The Arabic سلام , the Hebrew שלום , the Assyrian Neo-Aramaic ܫܠܡܐ and Amharic ሰላም 'peace' are cognates, derived from the Proto-Semitic *šalām- 'peace'.

The Paraguayan Guarani panambi, the Eastern Bolivian Guarani panapana, the Cocama and Omagua panama, and the Sirionó ana ana are cognates, derived from the Old Tupi panapana 'butterfly', maintaining their original meaning in these Tupi languages. Brazilian Portuguese panapanã (flock of butterflies in flight) is a borrowing rather than a cognate of the other words.

==Characteristics==
Cognates need not have the same meaning, as they may have undergone semantic change as the languages developed independently. For example English starve and Dutch sterven 'to die' descend from the same Proto-Germanic verb, *sterbaną 'to die', but the English word has experienced a semantic narrowing and refers only to death by malnutrition.

Cognates also do not need to look or sound similar: English father, French père, and Armenian հայր all descend directly from Proto-Indo-European ph₂tḗr. An extreme case is Armenian երկու and English two, which descend from Proto-Indo-European dwóh₁; the sound change *dw > erk in Armenian is regular.

Paradigms of conjugations or declensions, the correspondence of which cannot be generally due to chance, have often been used in cognacy assessment. However, beyond paradigms, morphosyntax is often excluded in the assessment of cognacy between words, mainly because structures are usually seen as more subject to borrowing. Still, very complex, non-trivial morphosyntactic structures can occasionally take precedence over phonetic shapes to indicate cognates. For instance, Tangut, the language of the Xixia Empire, and one Horpa language spoken today in Sichuan, Geshiza, both display a verbal alternation indicating tense, obeying the same morphosyntactic collocational restrictions. Even without regular phonetic correspondences between the stems of the two languages, the cognatic structures indicate secondary cognacy for the stems.

==False cognates==

False cognates are pairs of words that appear to have a common origin but which in fact do not. For example, Latin habēre and German haben both mean 'to have' and are phonetically similar. However, the words evolved from different Proto-Indo-European (PIE) roots: haben, like English have, comes from PIE *kh₂pyé- 'to grasp', and has the Latin cognate capere 'to seize, grasp, capture'. Habēre, on the other hand, is from PIE *gʰabʰ 'to give, to receive' and hence cognate with English give and German geben.

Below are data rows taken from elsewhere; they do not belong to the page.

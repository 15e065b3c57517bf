//! Script decoding: editor JSON to typed actions and back.
//!
//! Wire shape per step: `{"kind": "show_dialog", "params": {...}}`. Missing
//! parameters take the kind's defaults here, once; by the time a script
//! reaches the interpreter every field is final. Unrecognized kinds become
//! [`ScriptAction::Unknown`] carrying the kind name, so a stage written by a
//! newer editor still loads and runs around them.

use std::str::FromStr;

use harrow_core::{ActionKind, ScriptAction, Value};
use serde::{Deserialize, Serialize};
use serde_json::{Map, Value as Json};
use tracing::debug;

/// Dialog stays up this long when the editor leaves `seconds` out.
pub const DEFAULT_DIALOG_SECONDS: f32 = 2.0;
/// Camera pans take this long when the editor leaves `seconds` out.
pub const DEFAULT_PAN_SECONDS: f32 = 1.0;

/// One script step exactly as the editor writes it.
#[derive(Clone, Debug, Default, PartialEq, Serialize, Deserialize)]
pub struct RawAction {
    pub kind: String,
    #[serde(default, skip_serializing_if = "Map::is_empty")]
    pub params: Map<String, Json>,
}

impl RawAction {
    pub fn new(kind: impl Into<String>) -> Self {
        Self {
            kind: kind.into(),
            params: Map::new(),
        }
    }

    pub fn with_param(mut self, key: &str, value: Json) -> Self {
        self.params.insert(key.to_string(), value);
        self
    }
}

fn text(params: &Map<String, Json>, key: &str, default: &str) -> String {
    params
        .get(key)
        .and_then(Json::as_str)
        .unwrap_or(default)
        .to_string()
}

fn number(params: &Map<String, Json>, key: &str, default: f64) -> f64 {
    params.get(key).and_then(Json::as_f64).unwrap_or(default)
}

fn seconds(params: &Map<String, Json>, key: &str, default: f32) -> f32 {
    number(params, key, default.into()) as f32
}

fn boolean(params: &Map<String, Json>, key: &str, default: bool) -> bool {
    params.get(key).and_then(Json::as_bool).unwrap_or(default)
}

fn amount(params: &Map<String, Json>, key: &str, default: u32) -> u32 {
    params
        .get(key)
        .and_then(Json::as_f64)
        .map(|n| n.max(0.0) as u32)
        .unwrap_or(default)
}

/// Variable payloads are scalars. Anything else the editor managed to write
/// degrades to its JSON text rather than failing the load.
fn scalar(params: &Map<String, Json>, key: &str) -> Value {
    match params.get(key) {
        Some(Json::Bool(b)) => Value::Bool(*b),
        Some(Json::Number(n)) => Value::Number(n.as_f64().unwrap_or(0.0)),
        Some(Json::String(s)) => Value::Text(s.clone()),
        Some(other) => {
            debug!(value = %other, "non-scalar variable payload kept as text");
            Value::Text(other.to_string())
        }
        None => Value::Number(0.0),
    }
}

/// Decodes one editor step, applying the kind's parameter defaults.
pub fn decode_action(raw: &RawAction) -> ScriptAction {
    let Ok(kind) = ActionKind::from_str(&raw.kind) else {
        debug!(kind = %raw.kind, "unrecognized action kind kept as-is");
        return ScriptAction::Unknown {
            kind: raw.kind.clone(),
        };
    };
    let p = &raw.params;
    match kind {
        ActionKind::ShowDialog => ScriptAction::ShowDialog {
            text: text(p, "text", ""),
            seconds: seconds(p, "seconds", DEFAULT_DIALOG_SECONDS),
        },
        ActionKind::Wait => ScriptAction::Wait {
            seconds: seconds(p, "seconds", 0.0),
        },
        ActionKind::SetFlag => ScriptAction::SetFlag {
            flag: text(p, "flag", ""),
            value: boolean(p, "value", true),
        },
        ActionKind::SetVariable => ScriptAction::SetVariable {
            variable: text(p, "variable", ""),
            value: scalar(p, "value"),
        },
        ActionKind::AddVariable => ScriptAction::AddVariable {
            variable: text(p, "variable", ""),
            amount: number(p, "amount", 1.0),
        },
        ActionKind::CheckFlag => ScriptAction::CheckFlag {
            flag: text(p, "flag", ""),
            expected: boolean(p, "expected", true),
        },
        ActionKind::CheckItem => ScriptAction::CheckItem {
            item: text(p, "item", ""),
            amount: amount(p, "amount", 1),
        },
        ActionKind::GiveItem => ScriptAction::GiveItem {
            item: text(p, "item", ""),
            amount: amount(p, "amount", 1),
        },
        ActionKind::RemoveItem => ScriptAction::RemoveItem {
            item: text(p, "item", ""),
            amount: amount(p, "amount", 1),
        },
        ActionKind::Teleport => ScriptAction::Teleport {
            spawn: text(p, "spawn", ""),
        },
        ActionKind::LockInput => ScriptAction::LockInput,
        ActionKind::UnlockInput => ScriptAction::UnlockInput,
        ActionKind::CameraPan => ScriptAction::CameraPan {
            x: number(p, "x", 0.0) as f32,
            y: number(p, "y", 0.0) as f32,
            seconds: seconds(p, "seconds", DEFAULT_PAN_SECONDS),
        },
        ActionKind::CameraFollow => ScriptAction::CameraFollow,
        ActionKind::RemoveEntity => ScriptAction::RemoveEntity,
    }
}

/// Decodes a whole script in order.
pub fn decode_script(raw: &[RawAction]) -> Vec<ScriptAction> {
    raw.iter().map(decode_action).collect()
}

/// Encodes one action back to the editor shape. [`ScriptAction::Unknown`]
/// keeps its kind name; its original parameters were not retained.
pub fn encode_action(action: &ScriptAction) -> RawAction {
    fn num(n: f64) -> Json {
        serde_json::Number::from_f64(n).map_or(Json::Null, Json::Number)
    }
    let value_json = |value: &Value| match value {
        Value::Bool(b) => Json::Bool(*b),
        Value::Number(n) => num(*n),
        Value::Text(s) => Json::String(s.clone()),
    };

    let raw = RawAction::new(action.kind_name());
    match action {
        ScriptAction::ShowDialog { text, seconds } => raw
            .with_param("text", Json::String(text.clone()))
            .with_param("seconds", num((*seconds).into())),
        ScriptAction::Wait { seconds } => raw.with_param("seconds", num((*seconds).into())),
        ScriptAction::SetFlag { flag, value } => raw
            .with_param("flag", Json::String(flag.clone()))
            .with_param("value", Json::Bool(*value)),
        ScriptAction::SetVariable { variable, value } => raw
            .with_param("variable", Json::String(variable.clone()))
            .with_param("value", value_json(value)),
        ScriptAction::AddVariable { variable, amount } => raw
            .with_param("variable", Json::String(variable.clone()))
            .with_param("amount", num(*amount)),
        ScriptAction::CheckFlag { flag, expected } => raw
            .with_param("flag", Json::String(flag.clone()))
            .with_param("expected", Json::Bool(*expected)),
        ScriptAction::CheckItem { item, amount }
        | ScriptAction::GiveItem { item, amount }
        | ScriptAction::RemoveItem { item, amount } => raw
            .with_param("item", Json::String(item.clone()))
            .with_param("amount", Json::Number((*amount).into())),
        ScriptAction::Teleport { spawn } => raw.with_param("spawn", Json::String(spawn.clone())),
        ScriptAction::CameraPan { x, y, seconds } => raw
            .with_param("x", num((*x).into()))
            .with_param("y", num((*y).into()))
            .with_param("seconds", num((*seconds).into())),
        ScriptAction::LockInput
        | ScriptAction::UnlockInput
        | ScriptAction::CameraFollow
        | ScriptAction::RemoveEntity
        | ScriptAction::Unknown { .. } => raw,
    }
}

/// Encodes a whole script in order.
pub fn encode_script(actions: &[ScriptAction]) -> Vec<RawAction> {
    actions.iter().map(encode_action).collect()
}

Likewise, English much and Spanish mucho look similar and have a similar meaning, but are not cognates: much is from Proto-Germanic *mikilaz < PIE *meǵ- and mucho is from Latin multum < PIE *mel-. A true cognate of much is the archaic Spanish maño 'big'.

==Distinctions==
Cognates are distinguished from other kinds of relationships.
- Loanwords are words borrowed from one language into another; for example, English beef is borrowed from Old French boef ('ox’). Although they are part of a single etymological stemma, they are not cognates.
- Doublets are pairs of words in the same language that are derived from a single etymon, which may have similar but distinct meanings and uses. Often, one is a loanword and the other is the native form, or they have developed in different dialects and then found themselves together in a modern standard language. For example, Old French boef is cognate with English cow, so English cow and beef are doublets.
- Translations, or semantic equivalents, are words in two different languages that have similar or practically identical meanings. They may be cognate, but usually they are not. For example, the German equivalent of the English word cow is Kuh, which is also cognate, but the French equivalent is vache, which is unrelated.

==Related terms==
===Etymon (ancestor word) and descendant words===
An etymon, or ancestor word, is the ultimate source word from which one or more cognates derive.
In other words, it is the source of related words in different languages.
For example, the etymon of both Welsh ceffyl and Irish capall is the Proto-Celtic kaballos (all meaning horse).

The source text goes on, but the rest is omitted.